Our nation's critical infrastructure and the industrial control networks that manage them are under constant threat from a host of malicious actors — including nation-states, politically or financially motivated hackers, insiders, and disgruntled ex-employees.
Unfortunately, all industrial control system (ICS) networks share a common weakness: they were built before cyber threats existed and are not designed with built-in external security controls.
A breach of an ICS network can be disastrous and expensive. Consequences range from physical and environmental damage and costly downtime for manufacturing processes to putting lives at risk. In addition, a breach can bring heavy fines from regulators and lawsuits from parties claiming injury or damage, and it can also shake shareholder confidence.
Given these stakes, let's consider the five most common threats to ICS networks and how to reduce the risk associated with them.
Risk 1. Poor Network Configuration
The weaker the configuration, the greater the likelihood of a successful attack. For example, once a control device has been exposed to the Internet due to a poor configuration, both phases of a breach can occur — the attacker can gain a foothold in the network and exploit a sensitive asset.
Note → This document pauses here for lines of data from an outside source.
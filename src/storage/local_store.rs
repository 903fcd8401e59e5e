//! Synchronous key-value store backed by a single JSON file
//!
//! Behaves like browser local storage: string keys, JSON values, and every
//! write is flushed to disk before the call returns.

use std::collections::BTreeMap;
use std::path::PathBuf;
use std::sync::RwLock;

use serde_json::Value;

use crate::error::ExpenseError;

use super::file_io::{load_or_default, save_atomic, JsonFile};

/// File-backed key-value store
pub struct LocalStore {
    path: PathBuf,
    data: RwLock<BTreeMap<String, Value>>,
}

impl LocalStore {
    /// Create a store bound to `path`; nothing is read until [`LocalStore::load`]
    pub fn new(path: PathBuf) -> Self {
        Self {
            path,
            data: RwLock::new(BTreeMap::new()),
        }
    }

    /// Path of the backing file
    pub fn path(&self) -> &PathBuf {
        &self.path
    }

    /// Load all entries from disk, replacing what is in memory
    pub fn load(&self) -> Result<(), ExpenseError> {
        let file_data: BTreeMap<String, Value> = load_or_default(&self.path, JsonFile::LocalStorage)?;

        let mut data = self.data.write().map_err(|e| {
            ExpenseError::Storage(format!("Failed to acquire write lock: {}", e))
        })?;
        *data = file_data;

        Ok(())
    }

    fn save(&self, data: &BTreeMap<String, Value>) -> Result<(), ExpenseError> {
        save_atomic(&self.path, JsonFile::LocalStorage, data)
    }

    /// Get the value stored under `key`
    pub fn get_item(&self, key: &str) -> Result<Option<Value>, ExpenseError> {
        let data = self.data.read().map_err(|e| {
            ExpenseError::Storage(format!("Failed to acquire read lock: {}", e))
        })?;

        Ok(data.get(key).cloned())
    }

    /// Store `value` under `key`, overwriting any previous value
    pub fn set_item(&self, key: &str, value: Value) -> Result<(), ExpenseError> {
        let mut data = self.data.write().map_err(|e| {
            ExpenseError::Storage(format!("Failed to acquire write lock: {}", e))
        })?;

        data.insert(key.to_string(), value);
        self.save(&data)
    }

    /// Remove `key`; returns whether it was present
    pub fn remove_item(&self, key: &str) -> Result<bool, ExpenseError> {
        let mut data = self.data.write().map_err(|e| {
            ExpenseError::Storage(format!("Failed to acquire write lock: {}", e))
        })?;

        if data.remove(key).is_some() {
            self.save(&data)?;
            Ok(true)
        } else {
            Ok(false)
        }
    }

    /// Whether a value is stored under `key`
    pub fn contains_key(&self, key: &str) -> Result<bool, ExpenseError> {
        let data = self.data.read().map_err(|e| {
            ExpenseError::Storage(format!("Failed to acquire read lock: {}", e))
        })?;

        Ok(data.contains_key(key))
    }

    /// All keys in sorted order
    pub fn keys(&self) -> Result<Vec<String>, ExpenseError> {
        let data = self.data.read().map_err(|e| {
            ExpenseError::Storage(format!("Failed to acquire read lock: {}", e))
        })?;

        Ok(data.keys().cloned().collect())
    }
}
Mitigation: ICS devices should never be directly connected to the Internet. Strict network segmentation should be implemented and the integrity of the network should never be sacrificed for the sake of convenience.
Risk 2: No Audit Trail
An audit trail is essential for understanding what's going on in any network. However, logging mechanisms in some ICS environments do not exist or are incomplete. In many cases, security teams lack the knowledge of operational technologies (OT) to know how to collect logs or where to look for them.
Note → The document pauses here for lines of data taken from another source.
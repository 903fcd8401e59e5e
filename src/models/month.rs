//! Month choices offered by the expense form
//!
//! Months are stored as free text; these names are only the choices the
//! form cycles through.

use chrono::{Datelike, Local};

/// Month names in calendar order
pub const MONTHS: [&str; 12] = [
    "January",
    "February",
    "March",
    "April",
    "May",
    "June",
    "July",
    "August",
    "September",
    "October",
    "November",
    "December",
];

/// Name of the current local month
pub fn current_month() -> &'static str {
    MONTHS[Local::now().month0() as usize]
}

#[cfg(test)]
mod tests {
    use super::*;

    #[test]
    fn test_current_month_is_a_choice() {
        assert!(MONTHS.contains(&current_month()));
    }
}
Mitigation: Basic record-keeping is crucial for both the incident response and the forensic investigation of an attack. It is also required for any type of regulatory compliance audit. This begins with understanding the limitations of the environment — what data is being monitored and collected, and what isn't. One hundred percent visibility, monitoring, and control should be the goal, including the collection and aggregation of all logs.
Most ICS networks have components that generate an audit trail, but too often these capabilities are underutilized. All incidents should be automatically reported to the security incident response team, logged, and correlated via a real-time audit mechanism.
Risk 3: Lack of Control
Many ICS environments do not have basic controls for managing assets that are considered table stakes in IT networks. As a result, security hygiene in OT networks is often an afterthought and lacking in the following ways:
Patches can't be easily deployed and usually aren't.
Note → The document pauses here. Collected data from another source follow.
//! Money type for representing expense amounts
//!
//! Internally stores amounts in cents (i64) so totals never drift. On disk an
//! amount is a plain JSON number (`5`, `12.5`), matching what a browser
//! writes with `parseFloat`.

use serde::{de::Error as _, Deserialize, Deserializer, Serialize, Serializer};
use std::fmt;
use std::ops::{Add, AddAssign, Neg, Sub, SubAssign};

/// Represents a monetary amount stored as cents (hundredths of the currency unit)
#[derive(Debug, Clone, Copy, PartialEq, Eq, PartialOrd, Ord, Hash)]
pub struct Money(i64);

impl Money {
    /// Largest accepted amount in cents, either sign (one trillion units)
    ///
    /// Keeps every amount exact as an `f64` on disk and leaves room to sum
    /// many of them without reaching `i64::MAX`.
    pub const MAX_CENTS: i64 = 100_000_000_000_000;

    /// Create a Money amount from cents
    ///
    /// # Examples
    /// ```
    /// use expense_tracker::models::Money;
    /// let amount = Money::from_cents(1050); // 10.50
    /// assert_eq!(amount.to_string(), "10.50");
    /// ```
    pub const fn from_cents(cents: i64) -> Self {
        Self(cents)
    }

    /// Create a Money amount from whole units and cents
    pub const fn from_units_cents(units: i64, cents: i64) -> Self {
        Self(units * 100 + cents)
    }

    /// Create a zero Money amount
    pub const fn zero() -> Self {
        Self(0)
    }

    /// Get the amount in cents
    pub const fn cents(&self) -> i64 {
        self.0
    }

    /// Get the whole units portion (truncated toward zero)
    pub const fn units(&self) -> i64 {
        self.0 / 100
    }

    /// Get the cents portion (0-99)
    pub const fn cents_part(&self) -> i64 {
        (self.0 % 100).abs()
    }

    /// Check if the amount is zero
    pub const fn is_zero(&self) -> bool {
        self.0 == 0
    }

    /// Check if the amount is negative
    pub const fn is_negative(&self) -> bool {
        self.0 < 0
    }

    /// The amount as a floating point number of units (wire format)
    pub fn as_f64(&self) -> f64 {
        self.0 as f64 / 100.0
    }

    /// Convert a floating point number of units, rounding half away from
    /// zero to the nearest cent
    ///
    /// Returns `None` for NaN, infinities and amounts beyond [`Self::MAX_CENTS`].
    pub fn from_f64(value: f64) -> Option<Self> {
        let cents = (value * 100.0).round();
        if !cents.is_finite() || cents.abs() > Self::MAX_CENTS as f64 {
            return None;
        }
        Some(Self(cents as i64))
    }

    /// Parse a money amount from a string
    ///
    /// Accepts formats: "10.50", "-10.50", "$10.50", "₹10.50", "10", ".5".
    /// Digits past the second decimal place round half away from zero, the
    /// same rule [`Money::from_f64`] applies to stored amounts. Amounts beyond
    /// [`Money::MAX_CENTS`] are rejected.
    pub fn parse(s: &str) -> Result<Self, MoneyParseError> {
        let original = s;
        let s = s.trim();

        let (negative, s) = match s.strip_prefix('-') {
            Some(stripped) => (true, stripped),
            None => (false, s),
        };

        let s = s
            .strip_prefix('$')
            .or_else(|| s.strip_prefix('₹'))
            .unwrap_or(s)
            .trim();

        let invalid = || MoneyParseError::InvalidFormat(original.trim().to_string());
        let all_digits = |part: &str| part.chars().all(|c| c.is_ascii_digit());

        let (units_str, cents_str) = match s.split_once('.') {
            Some((units, cents)) => (units, cents),
            None => (s, ""),
        };

        if (units_str.is_empty() && cents_str.is_empty())
            || !all_digits(units_str)
            || !all_digits(cents_str)
        {
            return Err(invalid());
        }

        let units: i64 = if units_str.is_empty() {
            0
        } else {
            units_str.parse().map_err(|_| invalid())?
        };

        let cents: i64 = match cents_str.len() {
            0 => 0,
            1 => cents_str.parse::<i64>().map_err(|_| invalid())? * 10,
            _ => cents_str[..2].parse().map_err(|_| invalid())?,
        };
        let round_up = cents_str.as_bytes().get(2).is_some_and(|d| *d >= b'5');

        let total = units
            .checked_mul(100)
            .and_then(|c| c.checked_add(cents))
            .and_then(|c| c.checked_add(i64::from(round_up)))
            .filter(|c| *c <= Self::MAX_CENTS)
            .ok_or_else(|| MoneyParseError::TooLarge(original.trim().to_string()))?;

        Ok(Self(if negative { -total } else { total }))
    }

    /// Format with a currency code in front, e.g. `INR 5.00`
    pub fn format_with_currency(&self, currency: &str) -> String {
        if currency.is_empty() {
            self.to_string()
        } else {
            format!("{} {}", currency, self)
        }
    }
}

impl Default for Money {
    fn default() -> Self {
        Self::zero()
    }
}

impl fmt::Display for Money {
    fn fmt(&self, f: &mut fmt::Formatter<'_>) -> fmt::Result {
        if self.is_negative() {
            write!(f, "-{}.{:02}", self.units().abs(), self.cents_part())
        } else {
            write!(f, "{}.{:02}", self.units(), self.cents_part())
        }
    }
}

impl Serialize for Money {
    fn serialize<S: Serializer>(&self, serializer: S) -> Result<S::Ok, S::Error> {
        serializer.serialize_f64(self.as_f64())
    }
}

impl<'de> Deserialize<'de> for Money {
    fn deserialize<D: Deserializer<'de>>(deserializer: D) -> Result<Self, D::Error> {
        let value = f64::deserialize(deserializer)?;
        Self::from_f64(value).ok_or_else(|| D::Error::custom(format!("Invalid amount: {}", value)))
    }
}

impl Add for Money {
    type Output = Self;

    fn add(self, other: Self) -> Self {
        Self(self.0.saturating_add(other.0))
    }
}

impl AddAssign for Money {
    fn add_assign(&mut self, other: Self) {
        self.0 = self.0.saturating_add(other.0);
    }
}

impl Sub for Money {
    type Output = Self;

    fn sub(self, other: Self) -> Self {
        Self(self.0.saturating_sub(other.0))
    }
}

impl SubAssign for Money {
    fn sub_assign(&mut self, other: Self) {
        self.0 = self.0.saturating_sub(other.0);
    }
}

impl Neg for Money {
    type Output = Self;

    fn neg(self) -> Self {
        Self(self.0.saturating_neg())
    }
}

impl std::iter::Sum for Money {
    fn sum<I: Iterator<Item = Self>>(iter: I) -> Self {
        iter.fold(Money::zero(), |acc, m| acc + m)
    }
}

impl<'a> std::iter::Sum<&'a Money> for Money {
    fn sum<I: Iterator<Item = &'a Money>>(iter: I) -> Self {
        iter.copied().sum()
    }
}

/// Error type for money parsing
#[derive(Debug, Clone, PartialEq, Eq)]
pub enum MoneyParseError {
    InvalidFormat(String),
    TooLarge(String),
}

impl fmt::Display for MoneyParseError {
    fn fmt(&self, f: &mut fmt::Formatter<'_>) -> fmt::Result {
        match self {
            MoneyParseError::InvalidFormat(s) => write!(f, "Invalid amount: {}", s),
            MoneyParseError::TooLarge(s) => write!(f, "Invalid amount: {} is too large", s),
        }
    }
}

impl std::error::Error for MoneyParseError {}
There's no centralized, up-to-date inventory of assets, configurations, software versions, patch levels, etc.
Internal security policies are not monitored or enforced.
The security model is based on a "if it works, better not mess with it" paradigm.
Mitigation: Implementing a centralized and automated asset management capability for OT networks is crucial. Without an up-to-date and accurate inventory of ICS assets, especially the controllers responsible for managing physical processes, it is virtually impossible to assess risks, apply patches, and detect unauthorized changes and activity.
Risk 4: Employee Ignorance
Just as in IT environments, employees pose a significant risk to OT network security. Phishing attacks, social engineering, and risky browsing behaviors all threaten to punch a hole that can be exploited by attackers to compromise the IT, OT or both networks via lateral movement.
Mitigation: Security training, network segmentation, and multifactor authentication can all help prevent breaches caused by employee lack of awareness, policy violations, or human error.
Risk 5: Insider Attacks
Insiders in OT environments pose the same security risk as in IT environments. The source can be malicious, such as a disgruntled employee, an insider who is paid to steal or sabotage assets, or an internal account compromise attack by an outsider. An insider threat can also be unintended, caused by human error.
Mitigation: Performing a risk assessment to identify and address vulnerabilities such as over-privileged accounts, insiders with access to resources they don't need to do their jobs, and orphaned accounts is essential to reducing the attack surface for insider threats. Knowing and monitoring OT attack vectors, which are primarily the network and direct access to devices via serial ports, can also defeat these threats. Network activity anomaly detection and routine device integrity checks can identify malicious activity before it's too late. Finally, unifying IT and OT security, because both environments are often interconnected, can help protect against attacks that originate on one network and attempt to move laterally to the other.
Despite the cultural divide between IT and OT, both environments share a common set of threats and vulnerabilities. And while the consequences of an OT security breach are decidedly more physical in nature, many of the lessons learned and best practices from IT can help prevent them.